Center-specific effects in PET brain scans arise due to differences in technical and procedural aspects. This restricts the merging of data between centers and introduces source-specific bias.

Methods

We demonstrate the use of the recently proposed machine learning method Iterated Relevance Matrix Analysis (IRMA) for harmonization of center-specific effects in brain \(^{18}\)F-Fluorodeoxyglucose (\(^{18}\)F-FDG) PET scans. The center difference is learned by applying IRMA on PCA-based feature vectors of healthy controls (HC), resulting in a subspace \(\varvec{V}\), representing information not comparable between centers, and the remaining subspace \(\varvec{U}\), where no center differences are present.
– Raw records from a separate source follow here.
//! Evaluation dispatch
//!
//! Turns watch notifications into ledger transitions:
//! - add: evaluate with no previous violations
//! - update: retract the old series synchronously, then re-evaluate
//! - delete: retract synchronously, never evaluate
//!
//! Evaluations run as tasks in a [`TaskGroup`], serialized per object, with
//! the policy call itself on the blocking pool.

use crate::change::ChangeFilter;
use crate::diff::diff;
use crate::ownership::OwnershipFilter;
use crate::tasks::{TaskGroup, TaskHandle};
use kove_core::{KoveConfig, ObjectKey, ObjectRef};
use kove_metrics::{EvaluationOutcome, ViolationLedger};
use tracing::{debug, error, info, instrument};
use watch_queue::WatchEvent;

/// Why an event produced no work.
#[derive(Debug, Clone, Copy, PartialEq, Eq)]
pub enum SkipReason {
    ChildObject,
    NoLegitimateChange,
}

/// What the dispatcher did with one event.
#[derive(Debug)]
pub enum Dispatch {
    Submitted(TaskHandle),
    Retracted(usize),
    Skipped(SkipReason),
}

/// Work to run once the object's earlier tasks are done.
#[derive(Debug)]
enum Step {
    Evaluate { obj: ObjectRef, previous: usize },
    /// Re-evaluation after an update; also picks up series a late
    /// predecessor registered after the synchronous retraction.
    Reevaluate { obj: ObjectRef, previous: usize },
    /// Retraction after a delete that raced queued tasks.
    Sweep,
}

#[derive(Debug, Clone)]
pub struct Dispatcher {
    ledger: ViolationLedger,
    ownership: OwnershipFilter,
    changes: ChangeFilter,
    tasks: TaskGroup,
}

impl Dispatcher {
    pub fn new(ledger: ViolationLedger, ownership: OwnershipFilter, changes: ChangeFilter) -> Self {
        Self {
            ledger,
            ownership,
            changes,
            tasks: TaskGroup::new(),
        }
    }

    pub fn from_config(ledger: ViolationLedger, config: &KoveConfig) -> Self {
        Self::new(
            ledger,
            OwnershipFilter::new(config.ignore_children),
            ChangeFilter::from_config(config),
        )
    }

    pub fn ledger(&self) -> &ViolationLedger {
        &self.ledger
    }

    pub fn tasks(&self) -> &TaskGroup {
        &self.tasks
    }

    pub fn handle(&self, event: WatchEvent) -> Dispatch {
        match event {
            WatchEvent::Added { object, .. } => self.on_add(object),
            WatchEvent::Modified { old, new, .. } => self.on_update(&old, new),
            WatchEvent::Deleted { object, .. } => self.on_delete(&object),
        }
    }

    #[instrument(skip(self, obj), fields(object = %obj.key()))]
    pub fn on_add(&self, obj: ObjectRef) -> Dispatch {
        if self.ownership.suppresses(&obj) {
            return Dispatch::Skipped(SkipReason::ChildObject);
        }
        info!("evaluating object");
        Dispatch::Submitted(self.submit(obj.key(), Step::Evaluate { obj, previous: 0 }))
    }

    #[instrument(skip(self, old, new), fields(object = %new.key()))]
    pub fn on_update(&self, old: &ObjectRef, new: ObjectRef) -> Dispatch {
        if self.ownership.suppresses(&new) {
            return Dispatch::Skipped(SkipReason::ChildObject);
        }
        let changes = diff(old.body(), new.body());
        if !self.changes.legitimate_change(&changes) {
            debug!(changes = changes.len(), "no legitimate change");
            return Dispatch::Skipped(SkipReason::NoLegitimateChange);
        }

        let removed = self.ledger.delete_all_metrics_for_object(old);
        info!(changes = changes.len(), removed, "change observed, reevaluating object");
        Dispatch::Submitted(self.submit(
            new.key(),
            Step::Reevaluate {
                obj: new,
                previous: removed,
            },
        ))
    }

    #[instrument(skip(self, obj), fields(object = %obj.key()))]
    pub fn on_delete(&self, obj: &ObjectRef) -> Dispatch {
        if self.ownership.suppresses(obj) {
            return Dispatch::Skipped(SkipReason::ChildObject);
        }
        let key = obj.key();
        // Checked before retracting: a task that is no longer pending has
        // already registered everything it will.
        let pending = self.tasks.is_pending(&key);
        let removed = self.ledger.delete_all_metrics_for_object(obj);
        info!(removed, pending, "object deleted");
        if pending {
            self.submit(key, Step::Sweep);
        }
        Dispatch::Retracted(removed)
    }

    /// Wait for every outstanding evaluation.
    pub async fn drain(&self) {
        self.tasks.drain().await;
    }

    fn submit(&self, key: ObjectKey, step: Step) -> TaskHandle {
        let ledger = self.ledger.clone();
        let task_key = key.clone();
        self.tasks.submit(key, async move {
            let result =
                tokio::task::spawn_blocking(move || run_step(&ledger, &task_key, step)).await;
            if let Err(err) = result {
                error!(error = %err, "evaluation task aborted");
            }
        })
    }
}

fn run_step(ledger: &ViolationLedger, key: &ObjectKey, step: Step) {
    let result = match step {
        Step::Evaluate { obj, previous } => ledger.evaluate(&obj, previous),
        Step::Reevaluate { obj, previous } => ledger.assess(&obj).map(|found| {
            let late = ledger.delete_all_metrics_for_key(key);
            ledger.record(&obj, previous + late, found)
        }),
        Step::Sweep => {
            let removed = ledger.delete_all_metrics_for_key(key);
            if removed > 0 {
                info!(object = %key, removed, "late series retracted for deleted object");
            }
            return;
        }
    };

    match result {
        Ok(outcome) => log_outcome(key, &outcome),
        Err(err) => error!(object = %key, error = %err, "unable to evaluate"),
    }
}

fn log_outcome(key: &ObjectKey, outcome: &EvaluationOutcome) {
    match &outcome.last_violation {
        Some((ruleset, data)) => info!(
            object = %key,
            violations = outcome.found.len(),
            resolved = outcome.resolved,
            ruleset = %ruleset,
            data = %data,
            "evaluation complete"
        ),
        None => debug!(
            object = %key,
            resolved = outcome.resolved,
            "evaluation complete, no violations"
        ),
    }
}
In this proof-of-concept study, we demonstrate the properties of the method using data from four centers. After center-harmonization, a Generalized Matrix Learning Vector Quantization (GMLVQ) model was trained to discriminate between Parkinson’s disease, Alzheimer’s disease and Dementia with Lewy Bodies.

Results

At the initial IRMA iteration, the system was able to determine the center origin of the four HC cohorts almost perfectly. The method required six iterations, corresponding to a six-dimensional subspace \(\varvec{V}\), to determine the entire center difference. An uncorrected disease classification model was highly biased to center-specific effects, creating a falsely inflated performance when applying internal (cross-) validation. The cross-validation performance of the center-harmonized model remained high, while it generalized significantly better to unseen test cohorts. Furthermore, the framework is highly transparent, providing analytic reconstructions of the correction and visualizations of the data in voxel space.

Conclusion

IRMA can be used to learn and disregard center-specific information in features extracted from brain \(^{18}\)F-FDG PET scans, while retaining disease-specific information.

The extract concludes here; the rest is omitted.